# Exercise description
The lines to copy are those holding the string "status" in the entries below.

[Records from a data source]
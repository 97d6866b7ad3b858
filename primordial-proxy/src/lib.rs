#![deny(missing_docs)]
//! The in-sandbox credential proxy.
//!
//! Runs inside the VM as the privileged user and is the only process that
//! ever holds the real API keys there. The agent talks to loopback ports,
//! authenticating with its per-session placeholder token; the proxy strips
//! every inbound auth header, injects the real key in the provider's
//! canonical header, and forwards over TLS to the pinned upstream host.
//! Responses stream back in small flushed chunks so server-sent-event
//! bodies arrive as they are produced.
//!
//! Configuration arrives once, on standard input, as a JSON document —
//! never via argv, environment, or disk. After every listener is bound the
//! proxy emits a one-line readiness marker on standard error; it serves
//! nothing before that point.
//!
//! Per request the proxy enforces:
//! - request-line target free of CR/LF (400)
//! - no `Transfer-Encoding` on the way in (400; chunked ingestion is how
//!   request smuggling starts)
//! - `Content-Length` ≤ 100 MB (413)
//! - a 60 s socket deadline, one request per connection, `Connection: close`
//! - exact placeholder-token match, constant-time, same 401 body whether
//!   the token is missing or wrong
//! - a `Host:` that is loopback or the pinned upstream, nothing else
//!
//! Error responses carry short fixed bodies. No exception text, no
//! stack traces, no secret material, under any condition.

use serde::{Deserialize, Serialize};
use std::io::Write;
use std::net::TcpListener;
use std::sync::Arc;
use std::sync::atomic::{AtomicBool, AtomicU64, Ordering};
use std::thread::JoinHandle;
use thiserror::Error;

pub mod http;
pub mod relay;
pub mod upstream;

/// Fixed prefix of the readiness marker line on stderr.
pub const READY_PREFIX: &str = "primordial-proxy ready";

/// Largest request body the proxy will ingest.
pub const MAX_BODY_BYTES: u64 = 100 * 1024 * 1024;

/// Streaming chunk size. Small on purpose: server-sent events must reach
/// the agent as they are produced, not when a buffer happens to fill.
pub const STREAM_CHUNK_BYTES: usize = 8 * 1024;

/// Default per-request socket deadline, seconds.
pub const DEFAULT_SOCKET_TIMEOUT_SECS: u64 = 60;

/// Proxy failures. Per-request conditions surface to the agent as an HTTP
/// status with a fixed body; these are the process-level errors.
#[non_exhaustive]
#[derive(Debug, Error)]
pub enum ProxyError {
    /// The stdin configuration document did not parse.
    #[error("invalid configuration: {0}")]
    Config(String),

    /// A listener could not be bound.
    #[error("bind failed on port {port}: {reason}")]
    Bind {
        /// The requested port.
        port: u16,
        /// The OS error.
        reason: String,
    },

    /// Socket I/O failed outside a request context.
    #[error("i/o error: {0}")]
    Io(String),
}

/// One provider route.
#[derive(Clone, Serialize, Deserialize)]
pub struct RouteConfig {
    /// Provider name, for log lines only.
    pub provider: String,
    /// Loopback port to listen on. 0 picks an ephemeral port (tests).
    pub listen_port: u16,
    /// Pinned upstream host. The only place forwards may go.
    pub upstream_host: String,
    /// Upstream TCP port.
    #[serde(default = "default_upstream_port")]
    pub upstream_port: u16,
    /// `"bearer"` for `Authorization: Bearer`, otherwise a header name.
    pub auth_header: String,
    /// The real key, injected outbound. Never logged.
    pub secret: String,
    /// TLS to the upstream. Always true in production; loopback
    /// integration tests disable it to stand up a plaintext upstream.
    #[serde(default = "default_true")]
    pub upstream_tls: bool,
}

fn default_upstream_port() -> u16 {
    443
}

fn default_true() -> bool {
    true
}

impl RouteConfig {
    /// Whether this route authenticates upstream with `Authorization: Bearer`.
    pub fn is_bearer(&self) -> bool {
        self.auth_header == "bearer"
    }

    /// The inbound header name carrying the placeholder token (lowercase).
    pub fn inbound_auth_header(&self) -> &str {
        if self.is_bearer() {
            "authorization"
        } else {
            &self.auth_header
        }
    }
}

impl std::fmt::Debug for RouteConfig {
    fn fmt(&self, f: &mut std::fmt::Formatter<'_>) -> std::fmt::Result {
        f.debug_struct("RouteConfig")
            .field("provider", &self.provider)
            .field("listen_port", &self.listen_port)
            .field("upstream_host", &self.upstream_host)
            .field("upstream_port", &self.upstream_port)
            .field("auth_header", &self.auth_header)
            .field("secret", &"[REDACTED]")
            .field("upstream_tls", &self.upstream_tls)
            .finish()
    }
}

/// The whole configuration document, read once from stdin.
#[derive(Clone, Serialize, Deserialize)]
pub struct ProxyConfig {
    /// The per-session placeholder token every route accepts.
    pub session_token: String,
    /// One route per provider.
    pub routes: Vec<RouteConfig>,
    /// Per-request socket deadline, seconds.
    #[serde(default = "default_socket_timeout")]
    pub socket_timeout_secs: u64,
}

fn default_socket_timeout() -> u64 {
    DEFAULT_SOCKET_TIMEOUT_SECS
}

impl std::fmt::Debug for ProxyConfig {
    fn fmt(&self, f: &mut std::fmt::Formatter<'_>) -> std::fmt::Result {
        f.debug_struct("ProxyConfig")
            .field("session_token", &"[REDACTED]")
            .field("routes", &self.routes)
            .field("socket_timeout_secs", &self.socket_timeout_secs)
            .finish()
    }
}

impl ProxyConfig {
    /// Parse the stdin configuration document.
    pub fn from_json(bytes: &[u8]) -> Result<Self, ProxyError> {
        let config: ProxyConfig =
            serde_json::from_slice(bytes).map_err(|e| ProxyError::Config(e.to_string()))?;
        if config.session_token.is_empty() {
            return Err(ProxyError::Config("empty session token".into()));
        }
        if config.routes.is_empty() {
            return Err(ProxyError::Config("no routes".into()));
        }
        Ok(config)
    }
}

/// A running proxy: every listener bound, accept loops live.
pub struct ProxyServer {
    ports: Vec<u16>,
    handles: Vec<JoinHandle<()>>,
    shutdown: Arc<AtomicBool>,
}

impl ProxyServer {
    /// The bound port of each route, in route order.
    pub fn ports(&self) -> &[u16] {
        &self.ports
    }

    /// The readiness marker line for stderr.
    pub fn ready_line(&self) -> String {
        let ports: Vec<String> = self.ports.iter().map(|p| p.to_string()).collect();
        format!("{READY_PREFIX} ports={}", ports.join(","))
    }

    /// Ask the accept loops to stop. In-flight connections are abandoned to
    /// their socket deadlines; listeners stop accepting on their next wake.
    pub fn shutdown(&self) {
        self.shutdown.store(true, Ordering::SeqCst);
    }

    /// Block until every accept loop exits.
    pub fn join(self) {
        for handle in self.handles {
            let _ = handle.join();
        }
    }
}

/// Bind every route's listener, then start accepting. Nothing is served
/// until every bind has succeeded — a partial proxy would leave some
/// providers' placeholder tokens answered by nobody and others live, and
/// the orchestrator could not tell the difference.
pub fn serve(config: ProxyConfig) -> Result<ProxyServer, ProxyError> {
    let config = Arc::new(config);
    let shutdown = Arc::new(AtomicBool::new(false));
    let request_counter = Arc::new(AtomicU64::new(0));

    // Phase one: bind everything.
    let mut listeners = Vec::with_capacity(config.routes.len());
    let mut ports = Vec::with_capacity(config.routes.len());
    for route in &config.routes {
        let listener =
            TcpListener::bind(("127.0.0.1", route.listen_port)).map_err(|e| ProxyError::Bind {
                port: route.listen_port,
                reason: e.to_string(),
            })?;
        let port = listener
            .local_addr()
            .map_err(|e| ProxyError::Io(e.to_string()))?
            .port();
        ports.push(port);
        listeners.push(listener);
    }

    // Phase two: accept.
    let mut handles = Vec::with_capacity(listeners.len());
    for (listener, route) in listeners.into_iter().zip(config.routes.iter().cloned()) {
        let config = Arc::clone(&config);
        let shutdown = Arc::clone(&shutdown);
        let counter = Arc::clone(&request_counter);
        handles.push(std::thread::spawn(move || {
            accept_loop(listener, route, config, shutdown, counter);
        }));
    }

    Ok(ProxyServer {
        ports,
        handles,
        shutdown,
    })
}

fn accept_loop(
    listener: TcpListener,
    route: RouteConfig,
    config: Arc<ProxyConfig>,
    shutdown: Arc<AtomicBool>,
    counter: Arc<AtomicU64>,
) {
    for conn in listener.incoming() {
        if shutdown.load(Ordering::SeqCst) {
            break;
        }
        let stream = match conn {
            Ok(s) => s,
            Err(_) => continue,
        };
        let route = route.clone();
        let config = Arc::clone(&config);
        let counter = Arc::clone(&counter);
        std::thread::spawn(move || {
            let seq = counter.fetch_add(1, Ordering::Relaxed);
            let status = relay::handle_connection(stream, &route, &config);
            // Debug log line: provider, sequence, outcome. Never the
            // target path (query strings carry payload) and never header
            // values.
            let mut err = std::io::stderr().lock();
            let _ = writeln!(
                err,
                "primordial-proxy[{}] request #{seq} -> {status}",
                route.provider
            );
        });
    }
}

# Worked solution
/// status with a fixed body; these are the process-level errors.
            let status = relay::handle_connection(stream, &route, &config);
                "primordial-proxy[{}] request #{seq} -> {status}",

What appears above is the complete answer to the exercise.